Cuando la fotografía se convirtió en arte

 Durante mucho tiempo, las artes tradicionales, y en especial la pintura, aspiraron al sueño de la mímesis, a la reproducción “perfecta” de la naturaleza. Cuenta ya Plinio el Viejo en su Historia natural que, en el siglo V a. C., el griego Zeuxis consiguió engañar la vista de los pájaros, que descendieron a picotear unos granos de uva que había pintado. Cuando, en 1839, el francés Louis Daguerre presentó en París el llamado daguerrotipo, el primer procedimiento que, a partir de la labor inicial de Joseph Niépce, permitía la obtención de fotografías sobre una superficie de plata pulida, el sueño de crear una imagen que fuera un verdadero “doble” del mundo se hizo por fin realidad.

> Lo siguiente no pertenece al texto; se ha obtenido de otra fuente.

use std::collections::HashMap;

use chrono::NaiveDate;
use uuid::Uuid;

use crate::district;
use crate::models::{EventRecord, Presenter, SessionRow, TeacherRecord, VolunteerRecord};
use crate::status::{self, Category, ClassifyInput};

/// User-facing filters. Applied as one final pass over fully built rows,
/// never during classification or district resolution, so results stay
/// consistent across filter combinations.
#[derive(Debug, Clone, Default)]
pub struct RowFilters {
    pub district: Option<String>,
    pub school: Option<String>,
    pub search: Option<String>,
    pub status: Option<Category>,
    pub career_cluster: Option<String>,
}

impl RowFilters {
    pub fn is_empty(&self) -> bool {
        self.district.is_none()
            && self.school.is_none()
            && self.search.is_none()
            && self.status.is_none()
            && self.career_cluster.is_none()
    }
}

/// Flatten events into session rows: one row per teacher registration,
/// or a single teacherless row when an event has no registrations.
/// District is resolved per teacher, not per event, so an event serving
/// two districts attributes one row to each.
pub fn build_rows(
    events: &[EventRecord],
    teachers: &HashMap<Uuid, TeacherRecord>,
    volunteers: &HashMap<Uuid, VolunteerRecord>,
    date_range: Option<(NaiveDate, NaiveDate)>,
) -> Vec<SessionRow> {
    let mut rows = Vec::new();

    for event in events {
        let date = event.start_at.date_naive();
        if let Some((from, to)) = date_range {
            if date < from || date > to {
                continue;
            }
        }

        let presenters = presenters_for(event, volunteers);
        let time_label = event.start_at.format("%I:%M %p").to_string();

        if event.registrations.is_empty() {
            rows.push(SessionRow {
                event_id: Some(event.id),
                title: event.title.clone(),
                date,
                time_label: time_label.clone(),
                category: status::classify(ClassifyInput {
                    original_status: event.original_status.as_deref(),
                    event_status: event.status,
                    registration_status: None,
                    has_presenters: !presenters.is_empty(),
                    attendance_confirmed: false,
                }),
                teacher_id: None,
                teacher_name: None,
                school_name: None,
                district_name: district::resolve(None, event),
                presenters: presenters.clone(),
                duration_minutes: event.duration_minutes,
                participant_count: event.participant_count,
                career_cluster: event.career_cluster.clone(),
            });
            continue;
        }

        for registration in &event.registrations {
            let teacher = teachers.get(&registration.teacher_id);
            let mut category = status::classify(ClassifyInput {
                original_status: event.original_status.as_deref(),
                event_status: event.status,
                registration_status: registration.status.as_deref(),
                has_presenters: !presenters.is_empty(),
                attendance_confirmed: registration.attendance_confirmed_at.is_some(),
            });
            // A registration flagged simulcast watched the stream rather
            // than joining live; promote completed classifications only.
            if registration.is_simulcast && category == Category::Completed {
                category = Category::Simulcast;
            }

            rows.push(SessionRow {
                event_id: Some(event.id),
                title: event.title.clone(),
                date,
                time_label: time_label.clone(),
                category,
                teacher_id: Some(registration.teacher_id),
                teacher_name: teacher.map(TeacherRecord::display_name),
                school_name: teacher.and_then(|t| t.school_name.clone()),
                district_name: district::resolve(teacher, event),
                presenters: presenters.clone(),
                duration_minutes: event.duration_minutes,
                participant_count: event.participant_count,
                career_cluster: event.career_cluster.clone(),
            });
        }
    }

    rows
}

fn presenters_for(
    event: &EventRecord,
    volunteers: &HashMap<Uuid, VolunteerRecord>,
) -> Vec<Presenter> {
    event
        .presenter_ids
        .iter()
        .filter_map(|id| {
            let volunteer = volunteers.get(id);
            if volunteer.is_none() {
                tracing::warn!(volunteer_id = %id, event_id = event.id, "presenter missing from volunteer reference data");
            }
            volunteer.map(|v| Presenter {
                id: v.id,
                name: v.name.clone(),
                organization: v.organization.clone(),
                is_local: v.is_local,
                is_poc: v.is_people_of_color,
            })
        })
        .collect()
}

/// The final filter pass. Search is a case-insensitive substring match
/// over title, teacher, school, district and presenter names.
pub fn apply_filters(rows: &[SessionRow], filters: &RowFilters) -> Vec<SessionRow> {
    rows.iter()
        .filter(|row| row_matches(row, filters))
        .cloned()
        .collect()
}

fn row_matches(row: &SessionRow, filters: &RowFilters) -> bool {
    if let Some(wanted) = filters.district.as_deref() {
        if !district::names_match(&row.district_name, wanted) {
            return false;
        }
    }
    if let Some(wanted) = filters.school.as_deref() {
        match row.school_name.as_deref() {
            Some(school) if school.eq_ignore_ascii_case(wanted) => {}
            _ => return false,
        }
    }
    if let Some(wanted) = filters.status {
        if row.category != wanted {
            return false;
        }
    }
    if let Some(wanted) = filters.career_cluster.as_deref() {
        match row.career_cluster.as_deref() {
            Some(cluster) if cluster.eq_ignore_ascii_case(wanted) => {}
            _ => return false,
        }
    }
    if let Some(needle) = filters.search.as_deref() {
        let needle = needle.to_lowercase();
        let mut haystack = vec![row.title.to_lowercase(), row.district_name.to_lowercase()];
        if let Some(name) = &row.teacher_name {
            haystack.push(name.to_lowercase());
        }
        if let Some(school) = &row.school_name {
            haystack.push(school.to_lowercase());
        }
        haystack.extend(row.presenters.iter().map(|p| p.name.to_lowercase()));
        if !haystack.iter().any(|text| text.contains(&needle)) {
            return false;
        }
    }
    true
}

#[cfg(test)]
mod tests {
    use super::*;
    use chrono::{TimeZone, Utc};

    use crate::models::{EventStatus, RegistrationRecord};

    fn volunteer(name: &str, is_local: bool) -> VolunteerRecord {
        VolunteerRecord {
            id: Uuid::new_v4(),
            name: name.to_string(),
            organization: Some("Acme Robotics".to_string()),
            is_local,
            is_people_of_color: false,
        }
    }

    fn teacher(id: Uuid, district: &str) -> TeacherRecord {
        TeacherRecord {
            id,
            first_name: "Dana".to_string(),
            last_name: "Reeves".to_string(),
            email: Some("dana.reeves@example.org".to_string()),
            school_name: Some("Jones Magnet Middle".to_string()),
            district_name: Some(district.to_string()),
        }
    }

    fn base_event(id: i64) -> EventRecord {
        EventRecord {
            id,
            title: "Career Day".to_string(),
            start_at: Utc.with_ymd_and_hms(2025, 1, 15, 9, 0, 0).unwrap(),
            status: EventStatus::Completed,
            original_status: Some("Successfully Completed".to_string()),
            district_partner: None,
            career_cluster: Some("Engineering".to_string()),
            duration_minutes: 45,
            participant_count: 28,
            district_names: vec!["Norfolk Public Schools".to_string()],
            registrations: Vec::new(),
            presenter_ids: Vec::new(),
        }
    }

    fn registration(event_id: i64, teacher_id: Uuid) -> RegistrationRecord {
        RegistrationRecord {
            event_id,
            teacher_id,
            status: None,
            is_simulcast: false,
            attendance_confirmed_at: None,
        }
    }

    #[test]
    fn one_row_per_registration_with_per_teacher_district() {
        let hampton_teacher = teacher(Uuid::new_v4(), "Hampton City Schools");
        let norfolk_teacher = teacher(Uuid::new_v4(), "Norfolk Public Schools");
        let mut event = base_event(7);
        event.registrations = vec![
            registration(7, hampton_teacher.id),
            registration(7, norfolk_teacher.id),
        ];

        let teachers: HashMap<_, _> = [hampton_teacher, norfolk_teacher]
            .into_iter()
            .map(|t| (t.id, t))
            .collect();
        let rows = build_rows(&[event], &teachers, &HashMap::new(), None);

        assert_eq!(rows.len(), 2);
        let districts: Vec<_> = rows.iter().map(|r| r.district_name.as_str()).collect();
        assert!(districts.contains(&"Hampton City Schools"));
        assert!(districts.contains(&"Norfolk Public Schools"));
        assert!(rows.iter().all(|r| r.category == Category::Completed));
    }

    #[test]
    fn event_without_registrations_yields_one_teacherless_row() {
        let event = base_event(9);
        let rows = build_rows(&[event], &HashMap::new(), &HashMap::new(), None);
        assert_eq!(rows.len(), 1);
        assert!(rows[0].teacher_id.is_none());
        assert_eq!(rows[0].district_name, "Norfolk Public Schools");
    }

    #[test]
    fn simulcast_registration_promotes_completed_only() {
        let t = teacher(Uuid::new_v4(), "Norfolk Public Schools");
        let mut event = base_event(11);
        let mut reg = registration(11, t.id);
        reg.is_simulcast = true;
        event.registrations = vec![reg.clone()];

        let teachers: HashMap<_, _> = [(t.id, t)].into_iter().collect();
        let rows = build_rows(&[event.clone()], &teachers, &HashMap::new(), None);
        assert_eq!(rows[0].category, Category::Simulcast);

        // A cancelled simulcast registration stays cancelled.
        event.original_status = Some("Teacher Cancellation".to_string());
        event.registrations = vec![reg];
        let rows = build_rows(&[event], &teachers, &HashMap::new(), None);
        assert_eq!(rows[0].category, Category::TeacherCancel);
    }

    #[test]
    fn presenter_flags_come_from_reference_data() {
        let local = volunteer("Priya Shah", true);
        let remote = volunteer("Chris Doyle", false);
        let mut event = base_event(13);
        event.presenter_ids = vec![local.id, remote.id];

        let volunteers: HashMap<_, _> =
            [local, remote].into_iter().map(|v| (v.id, v)).collect();
        let rows = build_rows(&[event], &HashMap::new(), &volunteers, None);

        assert_eq!(rows[0].presenters.len(), 2);
        assert_eq!(rows[0].presenters.iter().filter(|p| p.is_local).count(), 1);
    }

    #[test]
    fn date_range_excludes_out_of_window_events() {
        let january = base_event(1);
        let mut june = base_event(2);
        june.start_at = Utc.with_ymd_and_hms(2025, 6, 10, 9, 0, 0).unwrap();

        let from = NaiveDate::from_ymd_opt(2025, 1, 1).unwrap();
        let to = NaiveDate::from_ymd_opt(2025, 1, 31).unwrap();
        let rows = build_rows(&[january, june], &HashMap::new(), &HashMap::new(), Some((from, to)));
        assert_eq!(rows.len(), 1);
        assert_eq!(rows[0].event_id, Some(1));
    }

    #[test]
    fn filters_are_a_pure_final_pass() {
        let t = teacher(Uuid::new_v4(), "Hampton City Schools");
        let mut event = base_event(20);
        event.registrations = vec![registration(20, t.id)];
        let teachers: HashMap<_, _> = [(t.id, t)].into_iter().collect();
        let rows = build_rows(&[event], &teachers, &HashMap::new(), None);

        // District filter honors aliases.
        let filtered = apply_filters(
            &rows,
            &RowFilters { district: Some("hampton".to_string()), ..Default::default() },
        );
        assert_eq!(filtered.len(), 1);
        // Filtering never rewrites the rows it keeps.
        assert_eq!(filtered[0].category, rows[0].category);
        assert_eq!(filtered[0].district_name, rows[0].district_name);

        let none = apply_filters(
            &rows,
            &RowFilters { status: Some(Category::Unfilled), ..Default::default() },
        );
        assert!(none.is_empty());

        let searched = apply_filters(
            &rows,
            &RowFilters { search: Some("career".to_string()), ..Default::default() },
        );
        assert_eq!(searched.len(), 1);
    }
}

Lo explica bien el crítico de arte italiano Giulio Carlo Argan en El arte moderno. Del Iluminismo a los movimientos contemporáneos: los rápidos progresos técnicos, las aplicaciones del nuevo invento a diferentes campos (como la fotografía “artística” o la captación del movimiento mediante la fotografía estroboscópica y la cinematografía), junto con la producción industrial de las cámaras, transformarían completamente la relación del gran público con las imágenes. Pronto surgió un nuevo profesional, el fotógrafo, que heredó diversas funciones sociales que hasta ese momento había cultivado el pintor, como la realización de retratos y vistas de ciudades, pueblos y paisajes, o la ilustración de noticias y reportajes. Sin embargo, a pesar de que la fotografía se consideró un logro técnico indiscutible, su relevancia artística fue durante mucho tiempo puesta en duda.

El cine, pese a ser una invención posterior, obtuvo antes que la fotografía el estatus artístico

¿Arte o técnica?

Para un partidario de lo sublime como el “poeta maldito” Charles Baudelaire, con la introducción de la fotografía, el arte reducía su dignidad, “postrándose ante la realidad exterior”. El artista Eugène Delacroix afirmaba, para marcar distancias, que la intención del pintor es la única que consigue hacernos ver aquello “que jamás percibirá ningún aparato mecánico”. Sin embargo, justo es reconocer que la fotografía sirvió para liberar a la pintura de una vez por todas de la función mimética, como confirmaría la aparición de un movimiento como el Impresionismo, que celebraba, por encima de todo, la visión subjetiva del artista. Como indica Argan, al principio se creía que la fotografía se limitaba a reproducir “la realidad tal como es”, mientras que la pintura la mostraba “tal como se ve”, pero pronto se descubrió que esta distinción era más bien falsa. El objetivo fotográfico no fue nunca un ojo imparcial; los primeros retratos de Nadar o las escenas callejeras de Eugène Atget, sin ir más lejos, ya reflejaban una mirada inequívocamente personal.

El cine, pese a ser una invención posterior, obtuvo antes que la fotografía el estatus artístico, cuando, en 1911, el periodista italiano Ricciotto Canudo publicó el célebre Manifiesto de las siete artes. Con el paso del tiempo, la fotografía acabaría ocupando la octava posición en este ranking, y el cómic, la novena. Por suerte, pioneros como el escocés David Octavius Hill supieron ver pronto las posibilidades artísticas del nuevo medio. Hill accedió por primera vez a la fotografía como una herramienta de apoyo para la ejecución de un complejo encargo: un retrato pictórico de grupo de 474 ministros de la Iglesia escocesa. Quedó tan fascinado por las posibilidades expresivas del nuevo dispositivo que, durante un tiempo, decidió abandonar la pintura para dedicarse a captar retratos y escenas cotidianas, en asociación con Robert Adamson.